Syria is already subject to harsh U.S. sanctions for its decades of support for terrorism – most recently manifest in the last bombing in Tel Aviv and in Syria’s ongoing support for the Iraqi insurgency – leaving the U.S. with limited additional options. Also, the Syrian regime is capable of subtlety. When U.N. Resolution 1559, calling for Syria’s withdrawal from Lebanon, caught Damascus by surprise last September. they quickly staged a number of military convoys for al-Jazeera to portray a withdrawal that never really happened.

Handing over Saddam’s half-brother to Iraqi security replays the classic Syrian gambit of providing the U.S. with some intelligence cooperation to deflect the consequences of its role as a regional troublemaker.

The upcoming spring elections will be a crucial opportunity for Lebanon’s opposition. Inspired by the free elections in Ukraine and Iraq, the Lebanese opposition is launching a “peaceful uprising for independence.”

Meanwhile, Damascus has also taken its lessons from the Ukraine example and is calculating how to shape this spring’s Lebanese parliamentary elections through their unfettered access to official Lebanese institutions. The present pro-Syrian government’s resignation is a short-term maneuver to defuse the situation and buy time until internal and international pressures fade.

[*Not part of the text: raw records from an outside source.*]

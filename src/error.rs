use crate::model::{ICON_ERROR, ResultEntry};
use thiserror::Error;

pub type Result<T> = std::result::Result<T, Error>;

#[derive(Debug, Error)]
pub enum Error {
    #[error("{0}")]
    ListFailed(String),

    #[error("{0}")]
    SearchFailed(String),

    #[error("failed to launch `{command}`: {source}")]
    Spawn {
        command: String,
        #[source]
        source: std::io::Error,
    },

    #[error("invalid package name '{0}'")]
    InvalidPackageName(String),

    #[error("{0}")]
    BadRequest(String),

    #[error("cannot parse package line '{0}'")]
    Parse(String),

    #[error(transparent)]
    Io(#[from] std::io::Error),

    #[error(transparent)]
    Json(#[from] serde_json::Error),
}

impl Error {
    /// Renders the error as the single row shown to the user.
    pub fn to_entry(&self) -> ResultEntry {
        match self {
            Error::ListFailed(message) => {
                ResultEntry::new("Error listing packages", message.as_str(), ICON_ERROR)
            }
            Error::SearchFailed(message) => {
                ResultEntry::new("Error searching packages", message.as_str(), ICON_ERROR)
            }
            other => ResultEntry::new("Error", format!("An error occurred: {}", other), ICON_ERROR),
        }
    }
}

#[cfg(test)]
mod tests {
    use super::*;

    #[test]
    fn command_failures_keep_the_raw_diagnostic() {
        let entry = Error::ListFailed("choco not found".into()).to_entry();
        assert_eq!(entry.title, "Error listing packages");
        assert_eq!(entry.subtitle, "choco not found");

        let entry = Error::SearchFailed("offline".into()).to_entry();
        assert_eq!(entry.title, "Error searching packages");
        assert_eq!(entry.subtitle, "offline");
    }

    #[test]
    fn other_errors_become_generic_entries() {
        let entry = Error::InvalidPackageName("a;b".into()).to_entry();
        assert_eq!(entry.title, "Error");
        assert_eq!(entry.subtitle, "An error occurred: invalid package name 'a;b'");
        assert_eq!(entry.icon_path, ICON_ERROR);
    }
}
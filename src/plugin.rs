use std::thread;
use std::time::Duration;
use log::{debug, error, info, warn};
use crate::cache::InstalledCache;
use crate::config::{Config, SearchConfig};
use crate::error::{Error, Result};
use crate::executor::CommandRunner;
use crate::host::{Host, Request};
use crate::model::ResultEntry;
use crate::package_manager::{PackageAction, PackageManager, validate_package_name};
use crate::sources::Source;
use crate::sources::installed::InstalledSource;
use crate::sources::search::SearchSource;

pub struct Plugin<R: CommandRunner, H: Host> {
    runner: R,
    host: H,
    manager: PackageManager,
    cache: InstalledCache,
    search: SearchConfig,
    refresh_delay: Duration,
}

impl<R: CommandRunner, H: Host> Plugin<R, H> {
    pub fn new(config: &Config, runner: R, host: H) -> Self {
        Self {
            runner,
            host,
            manager: PackageManager::new(&config.general.package_manager, config.general.shell),
            cache: InstalledCache::new(config.cache_path(), config.cache_ttl()),
            search: config.search.clone(),
            refresh_delay: config.actions.refresh_delay(),
        }
    }

    #[cfg(test)]
    pub fn host(&self) -> &H {
        &self.host
    }

    /// Routes a host request. Returns the rows to print for queries and
    /// malformed requests; actions report through the host instead.
    pub fn dispatch(&mut self, request: &Request) -> Option<Vec<ResultEntry>> {
        let action = match request.method.as_str() {
            "query" => {
                let text = request.param(0).unwrap_or_default();
                return Some(self.query(&text));
            }
            "install_package" => PackageAction::Install,
            "uninstall_package" => PackageAction::Uninstall,
            "upgrade_package" => PackageAction::Upgrade,
            other => {
                warn!("Unsupported method '{}'", other);
                let e = Error::BadRequest(format!("unsupported method '{}'", other));
                return Some(vec![e.to_entry()]);
            }
        };

        match request.param(0) {
            Some(name) => {
                match action {
                    PackageAction::Install => self.install_package(&name),
                    PackageAction::Uninstall => self.uninstall_package(&name),
                    PackageAction::Upgrade => self.upgrade_package(&name),
                }
                None
            }
            None => {
                warn!("{} called without a package name", request.method);
                let e = Error::BadRequest(format!("{} needs a package name", request.method));
                Some(vec![e.to_entry()])
            }
        }
    }

    /// Empty text lists installed packages, anything else searches. Always
    /// returns at least one row.
    pub fn query(&self, text: &str) -> Vec<ResultEntry> {
        let text = text.trim();
        let result = if text.is_empty() {
            self.list_installed_packages()
        } else {
            self.search_packages(text)
        };

        match result {
            Ok(entries) => entries,
            Err(e) => {
                error!("Error in query: {}", e);
                vec![e.to_entry()]
            }
        }
    }

    pub fn list_installed_packages(&self) -> Result<Vec<ResultEntry>> {
        InstalledSource {
            runner: &self.runner,
            manager: &self.manager,
            cache: &self.cache,
        }
        .fetch("")
    }

    pub fn search_packages(&self, query: &str) -> Result<Vec<ResultEntry>> {
        SearchSource {
            runner: &self.runner,
            manager: &self.manager,
            workers: self.search.info_workers,
            description_limit: self.search.description_limit,
        }
        .fetch(query)
    }

    pub fn install_package(&mut self, name: &str) {
        self.perform(PackageAction::Install, name);
    }

    pub fn uninstall_package(&mut self, name: &str) {
        self.perform(PackageAction::Uninstall, name);
    }

    pub fn upgrade_package(&mut self, name: &str) {
        self.perform(PackageAction::Upgrade, name);
    }

    fn perform(&mut self, action: PackageAction, name: &str) {
        if let Err(e) = self.try_perform(action, name) {
            let message = format!("Error {} {}: {}", action.gerund(), name, e);
            error!("{}", message);
            self.host.show_msg(&message, "");
        }
    }

    fn try_perform(&mut self, action: PackageAction, name: &str) -> Result<()> {
        let name = validate_package_name(name)?;
        self.cache.invalidate();

        let command = self.manager.action(action, name);
        self.runner.spawn_detached(&command)?;
        info!("Started {} of {}", action.noun(), name);
        self.host.show_msg(&format!("Starting {} of {}", action.noun(), name), "");

        if action.refreshes_cache() {
            // The elevated process may still be running; this only rewarms the cache.
            thread::sleep(self.refresh_delay);
            match self.list_installed_packages() {
                Ok(entries) => debug!("Refreshed {} installed entries", entries.len()),
                Err(e) => warn!("Refresh after {} of {} failed: {}", action.noun(), name, e),
            }
        }
        Ok(())
    }
}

If the Lebanese are to shake off Syria’s occupation, the U.S. and the international community must use every means at their disposal to ensure that Lebanon’s elections are truly open and to press for a complete withdrawal of Syrian troops and intelligence operatives. To do any less would miss the opportunity created by Hariri’s assassination, consign the Lebanese to more occupation, and betray the American vision of a democratic Middle East as being mere rhetoric.

Nir Boms is the vice president of the Center for Freedom in the Middle East. Aaron Mannes is the author of Profiles in Terror and the Terrorblog.